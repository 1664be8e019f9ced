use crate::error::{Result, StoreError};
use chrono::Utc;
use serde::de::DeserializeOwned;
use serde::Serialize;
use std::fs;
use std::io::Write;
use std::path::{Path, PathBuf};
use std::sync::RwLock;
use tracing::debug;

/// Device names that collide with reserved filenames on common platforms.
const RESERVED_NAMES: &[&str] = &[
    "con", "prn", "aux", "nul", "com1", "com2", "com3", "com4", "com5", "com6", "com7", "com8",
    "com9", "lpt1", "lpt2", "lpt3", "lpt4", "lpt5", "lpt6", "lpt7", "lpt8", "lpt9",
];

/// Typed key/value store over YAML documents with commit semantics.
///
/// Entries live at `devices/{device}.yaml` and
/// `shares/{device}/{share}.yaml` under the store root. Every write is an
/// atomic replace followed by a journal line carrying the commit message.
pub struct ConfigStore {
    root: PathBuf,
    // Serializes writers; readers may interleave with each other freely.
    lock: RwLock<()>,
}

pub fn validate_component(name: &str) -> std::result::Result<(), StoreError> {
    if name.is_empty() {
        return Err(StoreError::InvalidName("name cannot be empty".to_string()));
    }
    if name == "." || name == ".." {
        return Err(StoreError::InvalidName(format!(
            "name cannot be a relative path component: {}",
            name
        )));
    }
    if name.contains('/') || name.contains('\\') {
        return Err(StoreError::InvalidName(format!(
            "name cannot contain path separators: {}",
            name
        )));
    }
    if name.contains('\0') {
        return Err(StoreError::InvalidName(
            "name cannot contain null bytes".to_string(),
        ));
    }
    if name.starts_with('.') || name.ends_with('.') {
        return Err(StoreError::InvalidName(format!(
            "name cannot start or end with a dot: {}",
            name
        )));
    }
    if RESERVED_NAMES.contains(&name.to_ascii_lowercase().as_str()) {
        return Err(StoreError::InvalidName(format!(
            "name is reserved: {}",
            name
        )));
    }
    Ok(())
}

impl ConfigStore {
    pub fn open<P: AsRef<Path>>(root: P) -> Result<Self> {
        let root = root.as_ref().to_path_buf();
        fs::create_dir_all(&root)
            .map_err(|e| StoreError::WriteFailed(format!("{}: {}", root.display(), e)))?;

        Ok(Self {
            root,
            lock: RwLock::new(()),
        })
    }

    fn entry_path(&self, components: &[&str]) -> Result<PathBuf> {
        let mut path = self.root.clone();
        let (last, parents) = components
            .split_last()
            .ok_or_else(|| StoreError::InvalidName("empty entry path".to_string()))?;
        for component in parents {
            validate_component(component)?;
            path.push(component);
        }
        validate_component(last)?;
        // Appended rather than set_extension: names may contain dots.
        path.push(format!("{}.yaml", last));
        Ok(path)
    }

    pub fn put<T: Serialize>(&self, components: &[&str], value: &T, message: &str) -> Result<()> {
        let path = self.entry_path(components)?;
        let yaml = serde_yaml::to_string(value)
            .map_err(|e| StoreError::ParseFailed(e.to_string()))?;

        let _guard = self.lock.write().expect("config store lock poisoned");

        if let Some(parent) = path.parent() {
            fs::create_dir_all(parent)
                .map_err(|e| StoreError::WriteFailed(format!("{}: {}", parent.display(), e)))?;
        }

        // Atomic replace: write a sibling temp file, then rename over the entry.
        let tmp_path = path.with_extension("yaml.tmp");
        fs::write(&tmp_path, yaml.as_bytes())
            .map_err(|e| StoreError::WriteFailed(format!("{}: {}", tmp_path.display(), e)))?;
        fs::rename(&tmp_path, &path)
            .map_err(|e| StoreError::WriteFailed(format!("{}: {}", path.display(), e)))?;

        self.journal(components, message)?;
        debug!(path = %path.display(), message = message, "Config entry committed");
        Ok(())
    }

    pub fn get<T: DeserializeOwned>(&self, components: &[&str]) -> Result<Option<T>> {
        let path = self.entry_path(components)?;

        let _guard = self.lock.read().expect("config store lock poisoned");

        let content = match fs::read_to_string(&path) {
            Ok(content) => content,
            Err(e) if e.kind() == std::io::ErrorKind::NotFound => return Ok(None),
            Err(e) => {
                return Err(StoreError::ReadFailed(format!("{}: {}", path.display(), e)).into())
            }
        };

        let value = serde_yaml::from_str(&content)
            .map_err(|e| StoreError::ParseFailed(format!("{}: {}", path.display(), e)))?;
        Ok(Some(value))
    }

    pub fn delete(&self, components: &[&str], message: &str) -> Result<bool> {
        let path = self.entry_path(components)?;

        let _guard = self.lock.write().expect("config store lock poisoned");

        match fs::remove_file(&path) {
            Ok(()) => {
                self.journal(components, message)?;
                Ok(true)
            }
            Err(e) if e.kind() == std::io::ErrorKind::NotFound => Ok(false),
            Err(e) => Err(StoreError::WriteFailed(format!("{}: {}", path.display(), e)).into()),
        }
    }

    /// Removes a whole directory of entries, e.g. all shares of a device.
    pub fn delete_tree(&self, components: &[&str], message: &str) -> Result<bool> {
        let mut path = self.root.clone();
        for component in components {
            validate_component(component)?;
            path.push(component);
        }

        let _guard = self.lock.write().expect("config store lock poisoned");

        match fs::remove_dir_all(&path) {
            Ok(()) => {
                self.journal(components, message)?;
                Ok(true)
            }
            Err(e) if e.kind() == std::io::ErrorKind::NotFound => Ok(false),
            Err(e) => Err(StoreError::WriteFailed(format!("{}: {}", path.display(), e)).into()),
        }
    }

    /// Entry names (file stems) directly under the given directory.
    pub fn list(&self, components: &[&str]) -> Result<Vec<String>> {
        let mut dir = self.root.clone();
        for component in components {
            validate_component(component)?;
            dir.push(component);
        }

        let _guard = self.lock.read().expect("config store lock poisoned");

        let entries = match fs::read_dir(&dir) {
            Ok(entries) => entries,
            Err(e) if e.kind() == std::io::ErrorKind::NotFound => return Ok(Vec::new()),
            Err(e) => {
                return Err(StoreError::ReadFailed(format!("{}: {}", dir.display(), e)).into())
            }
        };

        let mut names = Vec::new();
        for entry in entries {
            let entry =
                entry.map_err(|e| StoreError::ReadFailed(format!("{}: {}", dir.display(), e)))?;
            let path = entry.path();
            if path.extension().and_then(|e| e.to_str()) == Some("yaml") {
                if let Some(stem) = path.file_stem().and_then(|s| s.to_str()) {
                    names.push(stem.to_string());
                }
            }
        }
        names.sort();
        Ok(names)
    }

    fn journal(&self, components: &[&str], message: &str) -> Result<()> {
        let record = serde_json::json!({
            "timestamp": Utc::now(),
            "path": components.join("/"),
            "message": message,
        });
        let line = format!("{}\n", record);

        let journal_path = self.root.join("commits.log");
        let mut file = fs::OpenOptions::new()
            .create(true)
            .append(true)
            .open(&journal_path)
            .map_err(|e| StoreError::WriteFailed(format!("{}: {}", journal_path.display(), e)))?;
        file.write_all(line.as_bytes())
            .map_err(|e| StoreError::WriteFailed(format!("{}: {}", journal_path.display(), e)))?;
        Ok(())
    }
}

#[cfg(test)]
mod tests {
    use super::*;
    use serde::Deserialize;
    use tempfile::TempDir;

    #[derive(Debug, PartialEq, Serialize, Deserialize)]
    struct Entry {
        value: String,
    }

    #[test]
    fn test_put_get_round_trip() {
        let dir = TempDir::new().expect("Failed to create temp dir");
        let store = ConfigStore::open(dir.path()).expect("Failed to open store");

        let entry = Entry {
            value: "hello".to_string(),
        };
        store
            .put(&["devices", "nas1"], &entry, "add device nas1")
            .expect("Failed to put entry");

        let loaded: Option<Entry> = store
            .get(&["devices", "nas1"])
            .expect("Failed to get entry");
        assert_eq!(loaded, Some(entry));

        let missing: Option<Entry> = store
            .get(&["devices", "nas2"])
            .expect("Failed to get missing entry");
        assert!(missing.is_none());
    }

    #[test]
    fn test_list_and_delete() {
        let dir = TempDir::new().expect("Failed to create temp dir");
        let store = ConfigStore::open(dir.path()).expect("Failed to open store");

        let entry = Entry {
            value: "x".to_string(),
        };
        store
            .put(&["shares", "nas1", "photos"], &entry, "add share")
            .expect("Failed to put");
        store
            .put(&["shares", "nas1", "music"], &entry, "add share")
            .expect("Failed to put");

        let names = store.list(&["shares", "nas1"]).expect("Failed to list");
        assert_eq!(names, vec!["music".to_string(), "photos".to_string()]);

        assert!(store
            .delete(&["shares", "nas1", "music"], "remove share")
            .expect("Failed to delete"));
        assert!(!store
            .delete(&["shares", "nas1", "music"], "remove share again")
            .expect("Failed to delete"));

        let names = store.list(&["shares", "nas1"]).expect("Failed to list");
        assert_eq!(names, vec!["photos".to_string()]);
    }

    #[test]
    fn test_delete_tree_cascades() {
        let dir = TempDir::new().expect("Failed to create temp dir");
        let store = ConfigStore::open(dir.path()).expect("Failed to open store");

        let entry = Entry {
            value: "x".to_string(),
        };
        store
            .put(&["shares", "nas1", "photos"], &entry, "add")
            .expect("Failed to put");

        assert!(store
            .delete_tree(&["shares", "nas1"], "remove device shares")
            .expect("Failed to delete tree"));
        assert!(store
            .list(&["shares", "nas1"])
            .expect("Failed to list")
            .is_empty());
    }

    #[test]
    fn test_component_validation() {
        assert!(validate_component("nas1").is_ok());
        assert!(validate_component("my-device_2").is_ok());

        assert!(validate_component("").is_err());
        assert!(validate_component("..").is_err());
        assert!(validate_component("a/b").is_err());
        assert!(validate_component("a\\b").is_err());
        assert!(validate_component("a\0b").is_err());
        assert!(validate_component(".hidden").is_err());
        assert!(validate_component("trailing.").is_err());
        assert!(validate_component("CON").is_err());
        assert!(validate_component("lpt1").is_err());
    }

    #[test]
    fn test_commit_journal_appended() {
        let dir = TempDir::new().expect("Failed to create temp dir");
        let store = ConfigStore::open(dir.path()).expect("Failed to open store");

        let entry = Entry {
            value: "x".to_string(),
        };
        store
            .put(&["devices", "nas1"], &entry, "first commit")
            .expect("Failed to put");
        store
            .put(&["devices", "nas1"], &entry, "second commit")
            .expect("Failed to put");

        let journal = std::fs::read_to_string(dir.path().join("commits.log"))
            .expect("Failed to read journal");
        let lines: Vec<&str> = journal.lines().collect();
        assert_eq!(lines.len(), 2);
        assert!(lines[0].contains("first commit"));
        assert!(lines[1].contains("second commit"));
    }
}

## PROBLEM STATEMENT
Wherever the word "kind" appears in a line of the data above, copy that line.

## SOLUTION FOR THIS PROBLEM
            Err(e) if e.kind() == std::io::ErrorKind::NotFound => return Ok(None),
            Err(e) if e.kind() == std::io::ErrorKind::NotFound => Ok(false),
            Err(e) if e.kind() == std::io::ErrorKind::NotFound => Ok(false),
            Err(e) if e.kind() == std::io::ErrorKind::NotFound => return Ok(Vec::new()),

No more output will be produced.